Task description:
Repeat, exactly as written, the line containing "pub mod food;" and each line after it through the end of the data.

(Records from a dataset)
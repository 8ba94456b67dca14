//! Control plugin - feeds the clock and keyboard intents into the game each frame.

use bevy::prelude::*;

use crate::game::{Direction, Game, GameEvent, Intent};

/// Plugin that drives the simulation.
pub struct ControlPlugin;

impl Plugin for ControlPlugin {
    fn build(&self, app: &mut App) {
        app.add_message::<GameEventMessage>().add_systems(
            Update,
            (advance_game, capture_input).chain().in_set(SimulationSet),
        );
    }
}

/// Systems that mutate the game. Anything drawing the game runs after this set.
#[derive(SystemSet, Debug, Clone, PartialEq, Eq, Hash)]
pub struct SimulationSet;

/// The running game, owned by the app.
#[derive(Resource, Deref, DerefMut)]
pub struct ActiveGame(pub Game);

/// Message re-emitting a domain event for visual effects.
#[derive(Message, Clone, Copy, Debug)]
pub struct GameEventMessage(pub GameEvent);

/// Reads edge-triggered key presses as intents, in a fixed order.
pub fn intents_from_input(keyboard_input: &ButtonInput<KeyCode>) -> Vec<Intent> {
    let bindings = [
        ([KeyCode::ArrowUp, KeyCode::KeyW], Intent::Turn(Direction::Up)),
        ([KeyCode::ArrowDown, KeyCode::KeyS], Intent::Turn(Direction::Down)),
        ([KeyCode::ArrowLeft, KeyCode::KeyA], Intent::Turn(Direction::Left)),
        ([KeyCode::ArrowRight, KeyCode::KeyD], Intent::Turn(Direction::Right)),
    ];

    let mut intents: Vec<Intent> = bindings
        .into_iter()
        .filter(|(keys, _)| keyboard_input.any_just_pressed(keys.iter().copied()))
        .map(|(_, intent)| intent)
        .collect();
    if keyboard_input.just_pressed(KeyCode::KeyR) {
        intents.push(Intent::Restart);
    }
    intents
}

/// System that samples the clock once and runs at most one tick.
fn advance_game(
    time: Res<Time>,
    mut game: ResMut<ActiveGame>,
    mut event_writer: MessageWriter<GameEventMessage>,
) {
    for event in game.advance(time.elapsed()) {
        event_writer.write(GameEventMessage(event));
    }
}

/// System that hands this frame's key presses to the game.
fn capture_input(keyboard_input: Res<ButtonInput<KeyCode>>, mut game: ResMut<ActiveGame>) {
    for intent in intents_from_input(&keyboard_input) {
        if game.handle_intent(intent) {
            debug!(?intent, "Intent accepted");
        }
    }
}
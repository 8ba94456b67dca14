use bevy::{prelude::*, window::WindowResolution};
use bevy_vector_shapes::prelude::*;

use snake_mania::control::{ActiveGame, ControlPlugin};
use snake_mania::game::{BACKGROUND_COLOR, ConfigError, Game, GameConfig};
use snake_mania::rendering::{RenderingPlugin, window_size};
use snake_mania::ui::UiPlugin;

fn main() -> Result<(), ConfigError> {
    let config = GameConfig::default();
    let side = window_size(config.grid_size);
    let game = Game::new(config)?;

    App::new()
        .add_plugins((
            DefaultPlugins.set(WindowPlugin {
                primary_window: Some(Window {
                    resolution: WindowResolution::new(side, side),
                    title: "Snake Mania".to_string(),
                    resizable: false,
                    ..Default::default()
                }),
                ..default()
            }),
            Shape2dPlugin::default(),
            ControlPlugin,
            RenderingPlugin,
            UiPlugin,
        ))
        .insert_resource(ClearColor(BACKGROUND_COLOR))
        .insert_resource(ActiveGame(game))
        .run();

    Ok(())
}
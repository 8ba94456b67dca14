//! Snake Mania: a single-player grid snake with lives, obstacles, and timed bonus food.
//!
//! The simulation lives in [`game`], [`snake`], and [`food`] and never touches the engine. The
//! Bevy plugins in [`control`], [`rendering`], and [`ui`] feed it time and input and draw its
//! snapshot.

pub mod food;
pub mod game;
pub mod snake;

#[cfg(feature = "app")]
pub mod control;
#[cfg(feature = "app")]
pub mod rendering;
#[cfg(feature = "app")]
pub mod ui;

Output for this task:
pub mod food;
pub mod game;
pub mod snake;

#[cfg(feature = "app")]
pub mod control;
#[cfg(feature = "app")]
pub mod rendering;
#[cfg(feature = "app")]
pub mod ui;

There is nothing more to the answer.